Record set
use thiserror::Error;

/// Errors that invalidate the whole batch before any entry is processed.
///
/// A configuration error produces an immediate failed result with zero
/// counters; it is never folded into the per-entry error count.
#[derive(Error, Debug)]
pub enum ConfigError {
    #[error("Missing required option: {arg}")]
    MissingRequiredArg { arg: String },

    #[error("Invalid value for {arg}: {value} ({reason})")]
    InvalidArgValue {
        arg: String,
        value: String,
        reason: String,
    },

    #[error("Invalid wildcard pattern {pattern:?}: {source}")]
    InvalidWildcard {
        pattern: String,
        #[source]
        source: regex::Error,
    },

    #[error("Target directory not found and creation is not allowed: {path}")]
    TargetDirectoryMissing { path: String },

    #[error("Target directory is not a folder: {path}")]
    TargetNotAFolder { path: String },

    #[error("Post-action is move but no move-to directory is configured")]
    MoveToDirectoryUnset,

    #[error("Move-to directory not found and creation is not allowed: {path}")]
    MoveToDirectoryMissing { path: String },

    #[error("Move-to directory is not a folder: {path}")]
    MoveToNotAFolder { path: String },

    #[error("Could not prepare directory {path}: {source}")]
    DirectoryCreation {
        path: String,
        #[source]
        source: Box<VfsError>,
    },
}

/// Errors at the virtual file system boundary.
///
/// These are scoped to one entry or one unit: the batch runner logs them
/// and folds them into the error counter instead of propagating them.
#[derive(Error, Debug)]
pub enum VfsError {
    #[error("I/O error on {path}: {source}")]
    Io {
        path: String,
        #[source]
        source: std::io::Error,
    },

    #[error("Archive error on {path}: {source}")]
    Archive {
        path: String,
        #[source]
        source: zip::result::ZipError,
    },

    #[error("Path not found: {path}")]
    NotFound { path: String },

    #[error("Expected a folder: {path}")]
    NotAFolder { path: String },

    #[error("Skipping archive member with unsafe path: {name}")]
    UnsafeMemberPath { name: String },

    #[error("Destination already exists: {path}")]
    AlreadyExists { path: String },
}

impl VfsError {
    pub fn io(path: &std::path::Path, source: std::io::Error) -> Self {
        Self::Io {
            path: path.display().to_string(),
            source,
        }
    }

    pub fn archive(path: &std::path::Path, source: zip::result::ZipError) -> Self {
        Self::Archive {
            path: path.display().to_string(),
            source,
        }
    }

    pub fn not_found(path: &std::path::Path) -> Self {
        Self::NotFound {
            path: path.display().to_string(),
        }
    }
}
/// Running totals, mutated exclusively by the batch runner.
#[derive(Debug, Default, Clone, Copy, PartialEq, Eq)]
pub struct Counters {
    pub success_count: u32,
    pub error_count: u32,
}

/// The only value returned to the caller.
#[derive(Debug)]
pub struct BatchResult {
    pub succeeded: bool,
    pub success_count: u32,
    pub error_count: u32,
    /// Destination paths written, in processing order.
    pub produced_paths: Vec<String>,
    /// Set when the batch was rejected before processing anything.
    pub config_error: Option<String>,
}

impl BatchResult {
    fn rejected(err: &ConfigError) -> Self {
        Self {
            succeeded: false,
            success_count: 0,
            error_count: 0,
            produced_paths: Vec::new(),
            config_error: Some(err.to_string()),
        }
    }
}

/// Converts the accumulated counters into break/pass decisions for the
/// configured success condition.
#[derive(Debug, Clone, Copy)]
pub struct SuccessEvaluator {
    condition: SuccessCondition,
    limit: u32,
}

impl SuccessEvaluator {
    pub fn new(condition: SuccessCondition, limit: u32) -> Self {
        Self { condition, limit }
    }

    /// True when the condition is irrecoverably violated and the batch
    /// must stop. `success_if_at_least` can only be judged at the end,
    /// so it never breaks early.
    pub fn broken(&self, counters: &Counters) -> bool {
        match self.condition {
            SuccessCondition::NoErrors => counters.error_count > 0,
            SuccessCondition::ErrorsBelowLimit => counters.error_count >= self.limit,
            SuccessCondition::AtLeastLimitSucceed => false,
        }
    }

    /// Final pass/fail outcome, computed once after the loop ends.
    pub fn succeeded(&self, counters: &Counters) -> bool {
        match self.condition {
            SuccessCondition::NoErrors => counters.error_count == 0,
            SuccessCondition::AtLeastLimitSucceed => counters.success_count >= self.limit,
            SuccessCondition::ErrorsBelowLimit => counters.error_count <= self.limit,
        }
    }
}

/// Run one batch to completion (or early termination) on the calling
/// thread.
///
/// `rows` is consulted only when the configuration sets
/// `from_previous_rows`; each row supplies its own `(path, wildcard)`
/// pair. `cancel` is the enclosing job's cooperative stop flag, polled
/// before each unit and each entry. When `add_files_to_result_list` is
/// set, produced destination paths are appended to `result_files`.
pub fn run_batch(
    config: &BatchConfig,
    vfs: &dyn Vfs,
    rows: &[SourceUnit],
    cancel: &AtomicBool,
    result_files: Option<&mut Vec<String>>,
) -> BatchResult {
    let units = match configured_units(config, rows) {
        Ok(units) => units,
        Err(err) => {
            error!("batch rejected: {err}");
            return BatchResult::rejected(&err);
        }
    };

    let mut runner = match BatchRunner::prepare(config, vfs, cancel) {
        Ok(runner) => runner,
        Err(err) => {
            error!("batch rejected: {err}");
            return BatchResult::rejected(&err);
        }
    };

    runner.run(&units, result_files)
}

What you will do
Go through the records. Copy each line where "never" appears.

Response to the exercise
/// counters; it is never folded into the per-entry error count.
    /// so it never breaks early.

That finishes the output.